──────── Dataset content ────────
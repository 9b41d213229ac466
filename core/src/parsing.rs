// This Source Code Form is subject to the terms of the Mozilla Public
// License, v. 2.0. If a copy of the MPL was not distributed with this
// file, You can obtain one at https://mozilla.org/MPL/2.0/.

//! Parser for conversion queries of the form
//! `<number> <from-unit...> (to|in) <to-unit...>`.

use crate::reply::QueryError;

/// A parsed but not yet resolved query. Unit phrases are kept as raw
/// text; the resolver decides whether they mean anything.
#[derive(Debug, Clone, PartialEq)]
pub struct Query {
    pub quantity: f64,
    pub from: String,
    pub to: String,
}

/// Splits a line into quantity, source phrase, and target phrase.
///
/// The separator is the first token that is literally `to` or `in`; it
/// must leave at least two tokens (number + unit) before it and one
/// after. Unit phrases may span several tokens (`degree Celsius`).
///
/// A line containing the substring `convertTo` (any case) is rejected
/// as an impossible conversion before anything else happens, even when
/// the rest of the line would parse. Long-standing quirk, kept for
/// compatibility.
pub fn parse_query(line: &str) -> Result<Query, QueryError> {
    let line = line.trim();

    if line.to_lowercase().contains("convertto") {
        return Err(QueryError::Impossible {
            from: "???".to_owned(),
            to: "???".to_owned(),
        });
    }

    let parts: Vec<&str> = line.split(' ').collect();
    let separator = match parts.iter().position(|&part| part == "to" || part == "in") {
        Some(index) if index >= 2 && index + 1 < parts.len() => index,
        _ => return Err(QueryError::Parse),
    };

    let quantity: f64 = parts[0].parse().map_err(|_| QueryError::Parse)?;

    Ok(Query {
        quantity,
        from: parts[1..separator].join(" "),
        to: parts[separator + 1..].join(" "),
    })
}
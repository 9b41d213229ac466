// This Source Code Form is subject to the terms of the Mozilla Public
// License, v. 2.0. If a copy of the MPL was not distributed with this
// file, You can obtain one at https://mozilla.org/MPL/2.0/.

use std::io::{BufRead, ErrorKind};
use std::sync::Arc;

use eyre::Result;
use rustyline::{config::Configurer, error::ReadlineError, CompletionType, Editor};

use unitconv_core::{one_line, Catalog};

use crate::ConvHelper;

pub const HELP_TEXT: &'static str = "Enter a conversion like `5 km to miles` or `32 f in c`.
Lengths, weights, and temperatures are supported.
To quit, type `exit` or press Ctrl+D.";

pub fn noninteractive<T: BufRead>(mut f: T, show_prompt: bool) -> Result<()> {
    use std::io::{stdout, Write};

    let catalog = Catalog::new();
    let mut line = String::new();
    loop {
        if show_prompt {
            print!("> ");
        }
        stdout().flush().unwrap();
        if f.read_line(&mut line).is_err() {
            return Ok(());
        }
        // the underlying file object has hit an EOF if we try to read a
        // line but do not find the newline at the end, so let's break
        // out of the loop
        if line.find('\n').is_none() {
            return Ok(());
        }
        if line.trim().eq_ignore_ascii_case("exit") {
            return Ok(());
        }
        match one_line(&catalog, &line) {
            Ok(v) => println!("{}", v),
            Err(e) => println!("{}", e),
        };
        line.clear();
    }
}

pub fn interactive() -> Result<()> {
    let catalog = Arc::new(Catalog::new());
    let mut rl = Editor::<ConvHelper>::new();
    rl.set_helper(Some(ConvHelper::new(catalog.clone())));
    rl.set_completion_type(CompletionType::List);

    let mut hpath = dirs::data_local_dir().map(|mut path| {
        path.push("unitconv");
        path.push("history.txt");
        path
    });
    if let Some(ref mut path) = hpath {
        match rl.load_history(path) {
            // Ignore file not found errors.
            Err(ReadlineError::Io(ref err)) if err.kind() == ErrorKind::NotFound => (),
            Err(err) => eprintln!("Loading history failed: {}", err),
            Ok(()) => (),
        };
    }

    let save_history = |rl: &mut Editor<ConvHelper>| {
        if let Some(ref path) = hpath {
            // ignore error - if this fails, the next line will as well.
            let _ = std::fs::create_dir_all(path.parent().unwrap());
            rl.save_history(path).unwrap_or_else(|e| {
                eprintln!("Saving history failed: {}", e);
            });
        }
    };

    loop {
        let readline = rl.readline("> ");
        match readline {
            Ok(ref line) if line == "help" => {
                println!("{}", HELP_TEXT);
            }
            Ok(ref line) if line.trim().eq_ignore_ascii_case("exit") => {
                save_history(&mut rl);
                break;
            }
            Ok(line) => {
                rl.add_history_entry(&line);
                match one_line(&catalog, &line) {
                    Ok(v) => println!("{}", v),
                    Err(e) => println!("{}", e),
                }
            }
            Err(ReadlineError::Interrupted) => {}
            Err(ReadlineError::Eof) => {
                save_history(&mut rl);
                break;
            }
            Err(err) => {
                println!("{:?}", eyre::eyre!(err).wrap_err("Readline"));
                break;
            }
        }
    }

    Ok(())
}
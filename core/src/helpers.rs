// This Source Code Form is subject to the terms of the Mozilla Public
// License, v. 2.0. If a copy of the MPL was not distributed with this
// file, You can obtain one at https://mozilla.org/MPL/2.0/.

use crate::catalog::Catalog;
use crate::convert::{convert, ConvertError};
use crate::fmt::display_name;
use crate::parsing::parse_query;
use crate::reply::{ConversionReply, QueryError};
use crate::types::UnitDef;

/// Parses a line, resolves both unit phrases, and runs the conversion.
///
/// Each line is independent; the catalog is the only state involved.
pub fn eval(catalog: &Catalog, line: &str) -> Result<ConversionReply, QueryError> {
    let query = parse_query(line)?;

    let from = catalog.lookup(&query.from);
    let to = catalog.lookup(&query.to);
    let (from, to) = match (from, to) {
        (Some(from), Some(to)) if from.kind == to.kind => (from, to),
        (from, to) => {
            // The impossible-conversion message always uses the plural
            // form, even though no quantity is being shown.
            let name = |def: Option<&'static UnitDef>| match def {
                Some(def) => display_name(def, 2.0).to_owned(),
                None => "???".to_owned(),
            };
            return Err(QueryError::Impossible {
                from: name(from),
                to: name(to),
            });
        }
    };

    let result = convert(query.quantity, from, to).map_err(|err| match err {
        ConvertError::Negative(kind) => QueryError::Negative(kind),
        ConvertError::Incompatible => QueryError::Impossible {
            from: display_name(from, 2.0).to_owned(),
            to: display_name(to, 2.0).to_owned(),
        },
    })?;

    Ok(ConversionReply {
        quantity: query.quantity,
        from_name: display_name(from, query.quantity).to_owned(),
        result,
        to_name: display_name(to, result).to_owned(),
    })
}

/// A version of eval() that converts results and errors into plain-text strings.
pub fn one_line(catalog: &Catalog, line: &str) -> Result<String, String> {
    eval(catalog, line)
        .as_ref()
        .map(ToString::to_string)
        .map_err(ToString::to_string)
}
────────
_Problem to work on:_ Reproduce the records above line by line, without any change, up to and including the line that holds "let separator = match".

_Written reply:_
repository 9b41d213229ac466
filename core/src/parsing.rs
// This Source Code Form is subject to the terms of the Mozilla Public
// License, v. 2.0. If a copy of the MPL was not distributed with this
// file, You can obtain one at https://mozilla.org/MPL/2.0/.

//! Parser for conversion queries of the form
//! `<number> <from-unit...> (to|in) <to-unit...>`.

use crate::reply::QueryError;

/// A parsed but not yet resolved query. Unit phrases are kept as raw
/// text; the resolver decides whether they mean anything.
#[derive(Debug, Clone, PartialEq)]
pub struct Query {
    pub quantity: f64,
    pub from: String,
    pub to: String,
}

/// Splits a line into quantity, source phrase, and target phrase.
///
/// The separator is the first token that is literally `to` or `in`; it
/// must leave at least two tokens (number + unit) before it and one
/// after. Unit phrases may span several tokens (`degree Celsius`).
///
/// A line containing the substring `convertTo` (any case) is rejected
/// as an impossible conversion before anything else happens, even when
/// the rest of the line would parse. Long-standing quirk, kept for
/// compatibility.
pub fn parse_query(line: &str) -> Result<Query, QueryError> {
    let line = line.trim();

    if line.to_lowercase().contains("convertto") {
        return Err(QueryError::Impossible {
            from: "???".to_owned(),
            to: "???".to_owned(),
        });
    }

    let parts: Vec<&str> = line.split(' ').collect();
    let separator = match parts.iter().position(|&part| part == "to" || part == "in") {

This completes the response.